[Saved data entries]
• • •

//! Record Extractor Module
//!
//! 先頭行を見出しとし、以降の各行を`Record`へ変換するモジュール。
//! 1列目がキー、2列目が名前、3列目以降が見出しに対応付けられたフィールドです。

use std::io::Read;
use std::sync::Arc;

use crate::error::SourceReadError;
use crate::normalize::normalize;
use crate::parser::WorkbookParser;
use crate::types::{FieldMap, Record, RecordBatch, SheetCells};

/// セルグリッドからレコードを抽出する
///
/// # 抽出規則
///
/// 1. 1行目の各セルを正規化して見出し`H[1..n]`とする。列数`n`は最後の空でない見出しまで
/// 2. 2行目以降は列`1..n`を正規化する（存在しないセルは空）。`n`より右のセルは無視する
/// 3. すべての値が`""`の行はスキップする
/// 4. `{ key: v[1], name: v[2], fields: { H[i] -> v[i] | i >= 3 } }`を行順に追加する
///
/// # 引数
///
/// * `cells` - 先頭ワークシートのセルグリッド
///
/// # 戻り値
///
/// 見出しと行順のレコードを持つ`RecordBatch`
pub fn extract(cells: &SheetCells) -> RecordBatch {
    if cells.height() == 0 {
        return RecordBatch::default();
    }

    let mut headers: Vec<String> = (0..cells.row_width(0))
        .map(|col| normalize(cells.cell(0, col)))
        .collect();
    while headers.last().is_some_and(|h| h.is_empty()) {
        headers.pop();
    }

    let width = headers.len();
    let field_names: Arc<[String]> = headers.iter().skip(2).cloned().collect();

    let mut records = Vec::new();
    let mut skipped = 0usize;
    for row in 1..cells.height() {
        let mut values: Vec<String> = (0..width).map(|col| normalize(cells.cell(row, col))).collect();
        if values.iter().all(|v| v.is_empty()) {
            skipped += 1;
            continue;
        }

        // 見出しが2列未満でも、キーと名前は常に存在する
        values.resize(width.max(2), String::new());
        let fields = values.split_off(2);
        let name = values.pop().unwrap_or_default();
        let key = values.pop().unwrap_or_default();

        records.push(Record {
            key,
            name,
            fields: FieldMap::new(Arc::clone(&field_names), fields),
        });
    }

    tracing::debug!(
        columns = width,
        records = records.len(),
        skipped_empty_rows = skipped,
        "records extracted"
    );

    RecordBatch { headers, records }
}

/// スプレッドシートのバイト列を開いてレコードを抽出する
///
/// # 引数
///
/// * `reader` - スプレッドシートを読み込むためのリーダー（xlsx, xlsm, xlsb, xls, ods）
///
/// # 戻り値
///
/// * `Ok(RecordBatch)` - 抽出に成功した場合
/// * `Err(SourceReadError)` - 読めない、破損している、またはサポート外の形式である場合
///
/// # 使用例
///
/// ```rust,no_run
/// use gradesheet::extract_from_reader;
/// use std::fs::File;
///
/// # fn main() -> Result<(), gradesheet::SourceReadError> {
/// let batch = extract_from_reader(File::open("grades.xlsx")?)?;
/// for record in &batch.records {
///     println!("{} {}", record.key, record.name);
/// }
/// # Ok(())
/// # }
/// ```
pub fn extract_from_reader<R: Read>(reader: R) -> Result<RecordBatch, SourceReadError> {
    let mut parser = WorkbookParser::open(reader)?;
    let cells = parser.first_sheet_cells()?;
    Ok(extract(&cells))
}

#[cfg(test)]
mod tests {
    use super::*;
    use crate::types::{RawCell, RichTextRun, ScalarValue};

    fn row(values: &[&str]) -> Vec<RawCell> {
        values
            .iter()
            .map(|v| {
                if v.is_empty() {
                    RawCell::Empty
                } else {
                    RawCell::text(*v)
                }
            })
            .collect()
    }

    fn sheet(rows: Vec<Vec<RawCell>>) -> SheetCells {
        SheetCells::from_rows(rows)
    }

    #[test]
    fn test_basic_extraction() {
        let cells = sheet(vec![
            row(&["RegNo", "Name", "101", "102"]),
            row(&["S1", "Alice", "A+", "B"]),
        ]);
        let batch = extract(&cells);

        assert_eq!(batch.headers, vec!["RegNo", "Name", "101", "102"]);
        assert_eq!(batch.len(), 1);
        let record = &batch.records[0];
        assert_eq!(record.key, "S1");
        assert_eq!(record.name, "Alice");
        let fields: Vec<_> = record.fields.iter().collect();
        assert_eq!(fields, vec![("101", "A+"), ("102", "B")]);
    }

    #[test]
    fn test_empty_rows_excluded() {
        let cells = sheet(vec![
            row(&["RegNo", "Name", "101", "102"]),
            row(&["", "", "", ""]),
            vec![RawCell::text("   "), RawCell::Empty],
            row(&["S2", "Bob", "O", "A"]),
        ]);
        let batch = extract(&cells);
        assert_eq!(batch.len(), 1);
        assert_eq!(batch.records[0].key, "S2");
    }

    #[test]
    fn test_short_row_padded_and_long_row_truncated() {
        let cells = sheet(vec![
            row(&["RegNo", "Name", "101", "102"]),
            row(&["S1", "Alice"]),
            row(&["S2", "Bob", "A", "B", "extra"]),
        ]);
        let batch = extract(&cells);

        assert_eq!(batch.records[0].fields.values(), &["", ""]);
        assert_eq!(batch.records[1].fields.values(), &["A", "B"]);
    }

    #[test]
    fn test_trailing_empty_headers_ignored() {
        let cells = sheet(vec![
            row(&["RegNo", "Name", "101", "", ""]),
            row(&["S1", "Alice", "A", "", "stray"]),
        ]);
        let batch = extract(&cells);
        assert_eq!(batch.headers.len(), 3);
        assert_eq!(batch.records[0].fields.len(), 1);
    }

    #[test]
    fn test_row_with_only_trailing_stray_value_is_empty() {
        let cells = sheet(vec![
            row(&["RegNo", "Name", "101"]),
            row(&["", "", "", "stray"]),
        ]);
        assert!(extract(&cells).is_empty());
    }

    #[test]
    fn test_field_names_shared_across_records() {
        let cells = sheet(vec![
            row(&["RegNo", "Name", "101"]),
            row(&["S1", "Alice", "A"]),
            row(&["S2", "Bob", "B"]),
        ]);
        let batch = extract(&cells);
        let first = batch.records[0].fields.names();
        let second = batch.records[1].fields.names();
        assert!(Arc::ptr_eq(first, second));
    }

    #[test]
    fn test_mixed_cell_shapes() {
        let cells = sheet(vec![
            row(&["RegNo", "Name", "101"]),
            vec![
                RawCell::Scalar(ScalarValue::Number(921722104001.0)),
                RawCell::RichText(vec![RichTextRun::plain("Al"), RichTextRun::plain("ice")]),
                RawCell::FormulaResult {
                    formula: "B1".to_string(),
                    cached: Some(ScalarValue::String("A+".to_string())),
                },
            ],
        ]);
        let batch = extract(&cells);
        assert_eq!(batch.records[0].key, "921722104001");
        assert_eq!(batch.records[0].name, "Alice");
        assert_eq!(batch.records[0].fields.get("101"), Some("A+"));
    }

    #[test]
    fn test_empty_sheet() {
        let batch = extract(&SheetCells::default());
        assert!(batch.headers.is_empty());
        assert!(batch.is_empty());
    }

    #[test]
    fn test_header_only_one_column() {
        let cells = sheet(vec![row(&["RegNo"]), row(&["S1"])]);
        let batch = extract(&cells);
        assert_eq!(batch.records[0].key, "S1");
        assert_eq!(batch.records[0].name, "");
        assert!(batch.records[0].fields.is_empty());
    }
}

• • •

* **YOUR INSTRUCTIONS**: Copy each line in the entries above where "ScalarValue" turns up.

* **ANSWER TO THE EXERCISE**:
    use crate::types::{RawCell, RichTextRun, ScalarValue};
                RawCell::Scalar(ScalarValue::Number(921722104001.0)),
                    cached: Some(ScalarValue::String("A+".to_string())),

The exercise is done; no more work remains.